Refurb is possible, but I see that as the easy way out


----------



## sprocketser (Aug 4, 2012)

Wonder if Citrus cleaners would be too much on the wheels , Might delute it & give it a shot , increasing the ratio as it goes .


----------



## Focusaddict (May 31, 2010)

Do you think this maybe Tar? And not break dust grime?


----------



## Chris_dono (Jul 17, 2014)

I think it's a mix of both to be honest, but mainly brake dust (the pads on the car generate a ton of the stuff)


----------



## Jord (Apr 3, 2012)

Personally i'd stop buying a 100 different products which aren't making any difference and just get them refurbed properly. Save you a lot of time and hassle, probably save you a few quid too as buying all these different products isn't going to be cheap.


----------



## STUOOBY (Dec 26, 2012)

I still say very fine wire wool and auto smart smart wheels. Leaving the smart wheels to soak for a while then pu tt in more on while your working with the wool. Or use any of the stuff above. But with the wool. I fine the wool removes the hardest of stuff but try keeping the rubbing to the black stuff am not the clean paint.


----------



## Chris_dono (Jul 17, 2014)

Jord said:


> Personally i'd stop buying a 100 different products which aren't making any difference and just get them refurbed properly. Save you a lot of time and hassle, probably save you a few quid too as buying all these different products isn't going to be cheap.

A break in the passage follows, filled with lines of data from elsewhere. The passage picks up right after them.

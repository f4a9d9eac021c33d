#![forbid(unsafe_code)]

use super::super::support::{load_live_card_tx, now_ms, tags_to_json};
use super::super::{
    SqliteStore, StoreError, UpdateCardRequest, canonicalize_card_id, canonicalize_pipeline,
};
use pb_core::model::{Card, EntityKind, EntityRef, normalize_tags};
use rusqlite::params;

impl SqliteStore {
    /// Partial update of a card's descriptive fields. Stage and position are
    /// not updatable here; placement goes through `move_card` so the position
    /// invariant stays under the move coordinator's control.
    pub fn update_card(&mut self, request: UpdateCardRequest) -> Result<Card, StoreError> {
        let UpdateCardRequest {
            pipeline_id,
            card_id,
            entity_kind,
            entity_id,
            tags,
            amount,
            capture_date_ms,
            notes,
        } = request;

        let pipeline = canonicalize_pipeline(&pipeline_id)?;
        let card_id = canonicalize_card_id(&card_id)?;
        let now_ms = now_ms();
        let tx = self.conn.transaction()?;

        let mut card = load_live_card_tx(&tx, card_id.as_str())?.ok_or(StoreError::NotFound)?;
        if card.pipeline_id != pipeline.as_str() {
            return Err(StoreError::InvalidReference {
                expected: pipeline.as_str().to_string(),
                actual: card.pipeline_id,
            });
        }

        if let Some(raw) = entity_kind {
            let kind = EntityKind::parse(&raw)
                .ok_or(StoreError::InvalidInput("entity kind must be client or contact"))?;
            card.entity.kind = kind;
        }
        if let Some(id) = entity_id {
            card.entity = EntityRef::try_new(card.entity.kind, id)
                .map_err(|_| StoreError::InvalidInput("entity id must not be empty"))?;
        }
        if let Some(raw_tags) = tags {
            card.tags =
                normalize_tags(&raw_tags).map_err(|err| StoreError::InvalidInput(err.message()))?;
        }
        if let Some(amount) = amount {
            if amount.is_some_and(|a| !a.is_finite()) {
                return Err(StoreError::InvalidInput("amount must be finite"));
            }
            card.amount = amount;
        }
        if let Some(capture_date_ms) = capture_date_ms {
            card.capture_date_ms = capture_date_ms;
        }
        if let Some(notes) = notes {
            card.notes = notes;
        }
        card.updated_at_ms = now_ms;

        let tags_json = tags_to_json(&card.tags)?;
        tx.execute(
            r#"
            UPDATE cards SET
              entity_kind=?1, entity_id=?2, tags_json=?3, amount=?4,
              capture_date_ms=?5, notes=?6, updated_at_ms=?7
            WHERE id=?8
            "#,
            params![
                card.entity.kind.as_str(),
                card.entity.id,
                tags_json,
                card.amount,
                card.capture_date_ms,
                card.notes,
                now_ms,
                card.id
            ],
        )?;

        tx.commit()?;
        Ok(card)
    }
}
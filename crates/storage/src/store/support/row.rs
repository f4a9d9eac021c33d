#![forbid(unsafe_code)]

use super::super::StoreError;
use pb_core::model::{Card, EntityKind, EntityRef};
use rusqlite::types::Type;
use rusqlite::{OptionalExtension, Row, Transaction, params};

pub(in crate::store) const CARD_COLUMNS: &str = "id, pipeline, entity_kind, entity_id, stage, \
     stage_color, position, tags_json, amount, capture_date_ms, notes, \
     created_at_ms, updated_at_ms, deleted_at_ms";

pub(in crate::store) fn card_from_row(row: &Row<'_>) -> rusqlite::Result<Card> {
    let entity_kind_raw: String = row.get(2)?;
    let entity_kind = EntityKind::parse(&entity_kind_raw).ok_or_else(|| {
        rusqlite::Error::FromSqlConversionFailure(
            2,
            Type::Text,
            format!("unknown entity kind: {entity_kind_raw}").into(),
        )
    })?;
    let tags_json: String = row.get(7)?;
    let tags: Vec<String> = serde_json::from_str(&tags_json).map_err(|err| {
        rusqlite::Error::FromSqlConversionFailure(7, Type::Text, Box::new(err))
    })?;

    Ok(Card {
        id: row.get(0)?,
        pipeline_id: row.get(1)?,
        entity: EntityRef {
            kind: entity_kind,
            id: row.get(3)?,
        },
        stage: row.get(4)?,
        stage_color: row.get(5)?,
        position: row.get(6)?,
        tags,
        amount: row.get(8)?,
        capture_date_ms: row.get(9)?,
        notes: row.get(10)?,
        created_at_ms: row.get(11)?,
        updated_at_ms: row.get(12)?,
        deleted_at_ms: row.get(13)?,
    })
}

/// Loads a live card by id regardless of pipeline; the caller decides whether
/// a pipeline mismatch is `InvalidReference`.
pub(in crate::store) fn load_live_card_tx(
    tx: &Transaction<'_>,
    card_id: &str,
) -> Result<Option<Card>, StoreError> {
    let card = tx
        .query_row(
            &format!("SELECT {CARD_COLUMNS} FROM cards WHERE id=?1 AND deleted_at_ms IS NULL"),
            params![card_id],
            card_from_row,
        )
        .optional()?;
    Ok(card)
}

pub(in crate::store) fn tags_to_json(tags: &[String]) -> Result<String, StoreError> {
    serde_json::to_string(tags).map_err(|_| StoreError::InvalidInput("tags are not serializable"))
}
#![forbid(unsafe_code)]

mod store;

pub use store::*;
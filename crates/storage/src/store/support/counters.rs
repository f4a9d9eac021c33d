#![forbid(unsafe_code)]

use super::super::StoreError;
use rusqlite::{OptionalExtension, Transaction, params};

pub(in crate::store) fn next_counter_tx(
    tx: &Transaction<'_>,
    name: &str,
) -> Result<i64, StoreError> {
    let current: i64 = tx
        .query_row(
            "SELECT value FROM counters WHERE name=?1",
            params![name],
            |row| row.get(0),
        )
        .optional()?
        .unwrap_or(0);
    let next = current + 1;
    tx.execute(
        r#"
        INSERT INTO counters(name, value) VALUES (?1, ?2)
        ON CONFLICT(name) DO UPDATE SET value=excluded.value
        "#,
        params![name, next],
    )?;
    Ok(next)
}
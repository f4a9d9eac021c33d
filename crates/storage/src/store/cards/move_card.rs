#![forbid(unsafe_code)]

use super::super::support::{
    close_gap_tx, latest_color_tx, load_live_card_tx, now_ms, open_gap_tx, partition_len_tx,
    registered_color_tx,
};
use super::super::{
    MoveCardRequest, SqliteStore, StoreError, canonicalize_card_id, canonicalize_color,
    canonicalize_pipeline, canonicalize_stage,
};
use pb_core::model::Card;
use rusqlite::params;

impl SqliteStore {
    /// Relocates one card: same-stage reorder or cross-partition transfer.
    /// Every position write of one call happens in one transaction; the
    /// density invariant holds in both partitions at commit.
    ///
    /// A target past the end clamps to the append slot instead of erroring,
    /// because client-computed indices race with concurrent inserts.
    pub fn move_card(&mut self, request: MoveCardRequest) -> Result<Card, StoreError> {
        let MoveCardRequest {
            pipeline_id,
            card_id,
            target_stage,
            target_position,
            color_override,
        } = request;

        let pipeline = canonicalize_pipeline(&pipeline_id)?;
        let card_id = canonicalize_card_id(&card_id)?;
        let target_stage = canonicalize_stage(&target_stage)?;
        let color_override = color_override
            .as_deref()
            .map(canonicalize_color)
            .transpose()?;
        if target_position < 0 {
            return Err(StoreError::InvalidPosition {
                given: target_position,
            });
        }

        let now_ms = now_ms();
        let tx = self.conn.transaction()?;

        let card = load_live_card_tx(&tx, card_id.as_str())?.ok_or(StoreError::NotFound)?;
        if card.pipeline_id != pipeline.as_str() {
            return Err(StoreError::InvalidReference {
                expected: pipeline.as_str().to_string(),
                actual: card.pipeline_id,
            });
        }

        if card.stage == target_stage {
            // The card already occupies a slot, so the highest reachable
            // position is N-1, not the append slot.
            let len = partition_len_tx(&tx, &card.pipeline_id, &card.stage)?;
            let target = target_position.min(len - 1).max(0);
            if target == card.position {
                return Ok(card);
            }

            if target > card.position {
                tx.execute(
                    r#"
                    UPDATE cards SET position = position - 1
                    WHERE pipeline=?1 AND stage=?2 AND deleted_at_ms IS NULL
                      AND position > ?3 AND position <= ?4
                    "#,
                    params![card.pipeline_id, card.stage, card.position, target],
                )?;
            } else {
                tx.execute(
                    r#"
                    UPDATE cards SET position = position + 1
                    WHERE pipeline=?1 AND stage=?2 AND deleted_at_ms IS NULL
                      AND position >= ?3 AND position < ?4
                    "#,
                    params![card.pipeline_id, card.stage, target, card.position],
                )?;
            }
            tx.execute(
                "UPDATE cards SET position=?1, updated_at_ms=?2 WHERE id=?3",
                params![target, now_ms, card.id],
            )?;
        } else {
            let dest_len = partition_len_tx(&tx, &card.pipeline_id, &target_stage)?;
            let target = target_position.min(dest_len);

            let color = match color_override {
                Some(color) => color,
                None => match latest_color_tx(&tx, &card.pipeline_id, &target_stage)? {
                    Some(color) => color,
                    None => registered_color_tx(&tx, &card.pipeline_id, &target_stage)?
                        .unwrap_or_else(|| card.stage_color.clone()),
                },
            };

            close_gap_tx(&tx, &card.pipeline_id, &card.stage, card.position)?;
            open_gap_tx(&tx, &card.pipeline_id, &target_stage, target)?;
            tx.execute(
                r#"
                UPDATE cards SET stage=?1, stage_color=?2, position=?3, updated_at_ms=?4
                WHERE id=?5
                "#,
                params![target_stage, color, target, now_ms, card.id],
            )?;
        }

        let moved = load_live_card_tx(&tx, &card.id)?.ok_or(StoreError::NotFound)?;
        tx.commit()?;
        Ok(moved)
    }
}
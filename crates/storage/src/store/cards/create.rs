#![forbid(unsafe_code)]

use super::super::support::{
    load_live_card_tx, next_counter_tx, now_ms, partition_len_tx, tags_to_json,
};
use super::super::{CreateCardRequest, SqliteStore, StoreError, canonicalize_color, canonicalize_pipeline, canonicalize_stage};
use pb_core::model::{EntityKind, EntityRef, normalize_tags};
use rusqlite::params;

impl SqliteStore {
    /// Creates a card at the end of its partition. Creating the first card of
    /// an unknown stage label implicitly creates the stage.
    pub fn create_card(
        &mut self,
        request: CreateCardRequest,
    ) -> Result<pb_core::model::Card, StoreError> {
        let CreateCardRequest {
            pipeline_id,
            entity_kind,
            entity_id,
            stage,
            stage_color,
            tags,
            amount,
            capture_date_ms,
            notes,
        } = request;

        let pipeline = canonicalize_pipeline(&pipeline_id)?;
        let stage = canonicalize_stage(&stage)?;
        let stage_color = canonicalize_color(&stage_color)?;
        let kind = EntityKind::parse(&entity_kind)
            .ok_or(StoreError::InvalidInput("entity kind must be client or contact"))?;
        let entity = EntityRef::try_new(kind, entity_id)
            .map_err(|_| StoreError::InvalidInput("entity id must not be empty"))?;
        let tags = normalize_tags(&tags).map_err(|err| StoreError::InvalidInput(err.message()))?;
        let tags_json = tags_to_json(&tags)?;
        if amount.is_some_and(|a| !a.is_finite()) {
            return Err(StoreError::InvalidInput("amount must be finite"));
        }

        let now_ms = now_ms();
        let tx = self.conn.transaction()?;

        let position = partition_len_tx(&tx, pipeline.as_str(), &stage)?;
        let seq = next_counter_tx(&tx, "card_seq")?;
        let id = format!("card_{seq:06}");

        tx.execute(
            r#"
            INSERT INTO cards(
              id, pipeline, entity_kind, entity_id, stage, stage_color, position,
              tags_json, amount, capture_date_ms, notes, created_at_ms, updated_at_ms
            )
            VALUES (?1,?2,?3,?4,?5,?6,?7,?8,?9,?10,?11,?12,?13)
            "#,
            params![
                id,
                pipeline.as_str(),
                entity.kind.as_str(),
                entity.id,
                stage,
                stage_color,
                position,
                tags_json,
                amount,
                capture_date_ms,
                notes,
                now_ms,
                now_ms
            ],
        )?;

        let card = load_live_card_tx(&tx, &id)?.ok_or(StoreError::NotFound)?;
        tx.commit()?;
        Ok(card)
    }
}
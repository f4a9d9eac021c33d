#![forbid(unsafe_code)]

use crate::model::StageSummary;

/// A stage label registered in the display order, possibly with zero cards.
#[derive(Clone, Debug, PartialEq, Eq)]
pub struct RegisteredStage {
    pub label: String,
    pub color: String,
}

/// One column of the reconciled board, left to right.
#[derive(Clone, Debug, PartialEq, Eq)]
pub struct BoardColumn {
    pub label: String,
    pub color: String,
    pub card_count: usize,
}

/// Reconciles the two partial views of which stages exist: summaries derived
/// from live card data and the persisted display-order hint.
///
/// The hint decides left-to-right order and contributes empty columns for
/// registered labels with no cards. Labels present only in card data are
/// appended after the hint in first-seen order (the order `derived` arrives
/// in). Where both views know a label, card data wins on color: cards are the
/// color's source of truth.
///
/// The hint is never authoritative over which stages exist, so a stale hint
/// entry after a crashed rename degrades to an empty column rather than
/// hiding or duplicating cards.
pub fn merge_display_order(
    derived: &[StageSummary],
    hint: &[RegisteredStage],
) -> Vec<BoardColumn> {
    let mut out = Vec::with_capacity(hint.len() + derived.len());

    for registered in hint {
        match derived.iter().find(|s| s.label == registered.label) {
            Some(summary) => out.push(BoardColumn {
                label: summary.label.clone(),
                color: summary.color.clone(),
                card_count: summary.card_count,
            }),
            None => out.push(BoardColumn {
                label: registered.label.clone(),
                color: registered.color.clone(),
                card_count: 0,
            }),
        }
    }

    for summary in derived {
        if hint.iter().any(|r| r.label == summary.label) {
            continue;
        }
        out.push(BoardColumn {
            label: summary.label.clone(),
            color: summary.color.clone(),
            card_count: summary.card_count,
        });
    }

    out
}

I understand what you're saying, but I had most of the stuff lying around, it's only the iron x and billberry that I've bought recently (trying gel now)


----------



## Power Maxed (Feb 12, 2014)

Chris_dono said:


> Hi all,
> I've been reading here for a long time, never posted before though, so be gentle
> 
> I've been trying to clean up my wheels with varying degrees of success, but I'm still struggling to get all the brake dust off them, it's really cooked in there !
> ...


Hi

Your wheels look like some of our previous customers, they used our acid based wheel cleaner.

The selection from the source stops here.